Harmonic Analysis

Harmonic Analysis in Electrical Power Systems

In the present world, the quality and reliability of electrical power supply systems have become more crucial than before. It is essential to maintain high power quality because reliance on electronics and intricate industrial equipment is growing much faster. However, one of the key challenges in implementing this goal is handling the levels of harmonics in the power system. Harmonics involve voltage or current waveforms with frequencies in integer multiples of the fundamental frequency and disturb the actual sinusoidal waveform of the electrical power. This distortion can cause many problems, such as loss of efficiency, equipment overheating, system failure, etc.

Engineers and technicians maintaining stable and effective power systems must understand and analyse harmonics.

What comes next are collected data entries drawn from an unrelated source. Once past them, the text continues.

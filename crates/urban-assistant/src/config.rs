// Connection settings for the remote assistant service

use serde::{Deserialize, Serialize};
use std::time::Duration;

pub const DEFAULT_BASE_URL: &str = "http://localhost:8000";

/// Configuration for [`crate::HttpAssistantClient`]
#[derive(Debug, Clone, PartialEq, Serialize, Deserialize)]
pub struct AssistantConfig {
    /// Base URL of the assistant API, without trailing slash
    pub base_url: String,
    #[serde(with = "millis")]
    pub health_timeout: Duration,
    #[serde(with = "millis")]
    pub chat_timeout: Duration,
}

impl Default for AssistantConfig {
    fn default() -> Self {
        Self {
            base_url: DEFAULT_BASE_URL.to_string(),
            health_timeout: Duration::from_secs(5),
            chat_timeout: Duration::from_secs(30),
        }
    }
}

impl AssistantConfig {
    pub fn new(base_url: impl Into<String>) -> Self {
        Self::default().with_base_url(base_url)
    }

    /// Override the base URL. Blank values keep the default.
    pub fn with_base_url(mut self, base_url: impl Into<String>) -> Self {
        let base_url = base_url.into();
        let trimmed = base_url.trim().trim_end_matches('/');
        if !trimmed.is_empty() {
            self.base_url = trimmed.to_string();
        }
        self
    }

    pub fn with_health_timeout(mut self, timeout: Duration) -> Self {
        self.health_timeout = timeout;
        self
    }

    pub fn with_chat_timeout(mut self, timeout: Duration) -> Self {
        self.chat_timeout = timeout;
        self
    }

    pub fn endpoint(&self, path: &str) -> String {
        format!("{}/{}", self.base_url, path.trim_start_matches('/'))
    }
}

mod millis {
    use serde::{Deserialize, Deserializer, Serializer};
    use std::time::Duration;

    pub fn serialize<S: Serializer>(value: &Duration, serializer: S) -> Result<S::Ok, S::Error> {
        serializer.serialize_u64(value.as_millis() as u64)
    }

    pub fn deserialize<'de, D: Deserializer<'de>>(deserializer: D) -> Result<Duration, D::Error> {
        u64::deserialize(deserializer).map(Duration::from_millis)
    }
}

This blog focuses on the basics of harmonic analysis, including what harmonics are, what causes them, and how they affect electrical equipment. We will then describe the techniques for detecting and controlling harmonics and the available norms. Whether you are an experienced engineer or a fresh graduate, this study on harmonic analysis will give insight into one of the critical parameters in electrical power systems.

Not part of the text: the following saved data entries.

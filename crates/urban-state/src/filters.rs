use serde::Serialize;
use urban_types::OverlayCategory;

/// Enabled flags for the overlay categories, all off initially.
#[derive(Debug, Clone, Copy, Default, PartialEq, Eq)]
pub struct FilterRegistry {
    enabled: [bool; OverlayCategory::COUNT],
}

/// One row of the filters panel.
#[derive(Debug, Clone, PartialEq, Eq, Serialize)]
pub struct FilterEntry {
    pub category: OverlayCategory,
    pub label: &'static str,
    pub enabled: bool,
}

impl FilterRegistry {
    pub fn new() -> Self {
        Self::default()
    }

    pub fn set(&mut self, category: OverlayCategory, enabled: bool) {
        tracing::debug!("Filter {} set to {}", category, enabled);
        self.enabled[category.index()] = enabled;
    }

    /// Set by panel row index. Out-of-range indices are ignored.
    pub fn set_at(&mut self, index: usize, enabled: bool) {
        match OverlayCategory::from_index(index) {
            Some(category) => self.set(category, enabled),
            None => tracing::debug!("Ignoring toggle for unknown filter index {}", index),
        }
    }

    pub fn toggle(&mut self, category: OverlayCategory) -> bool {
        let enabled = !self.is_enabled(category);
        self.set(category, enabled);
        enabled
    }

    pub fn is_enabled(&self, category: OverlayCategory) -> bool {
        self.enabled[category.index()]
    }

    pub fn entries(&self) -> Vec<FilterEntry> {
        OverlayCategory::ALL
            .iter()
            .map(|&category| FilterEntry {
                category,
                label: category.label(),
                enabled: self.is_enabled(category),
            })
            .collect()
    }

    /// Enabled categories that have a dataset to draw.
    ///
    /// Water quality, public transportation and flood risk can be switched on
    /// but never render anything.
    pub fn visible_layers(&self) -> Vec<OverlayCategory> {
        OverlayCategory::ALL
            .iter()
            .copied()
            .filter(|c| self.is_enabled(*c) && c.has_dataset())
            .collect()
    }
}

Understanding Harmonics in Electrical Power Systems

Electrical power systems in harmonics are voltage or current waveforms that occur out of phase with the fundamental frequency by a multiple of an integer. Generally, the primary frequency in most power systems is either 50 Hz or 60 Hz, depending on the region. 

Non-sinusoidal current or voltage waveform is distorted mainly by non-linear loads, which creates harmonics. These non-sinusoidal loads develop other frequencies that reside on the fundamental frequency, giving it a distorted sinusoidal waveform. Harmonics can be classified by their order: the second harmonic is twice the fundamental frequency, the third harmonic is three times, and so on.

The first or base harmonic in most power systems is 50 Hz or 60 Hz, which is the primary frequency of the power system. It is the desired sinusoidal waveform used to transfer power and control the function of electrical apparatus.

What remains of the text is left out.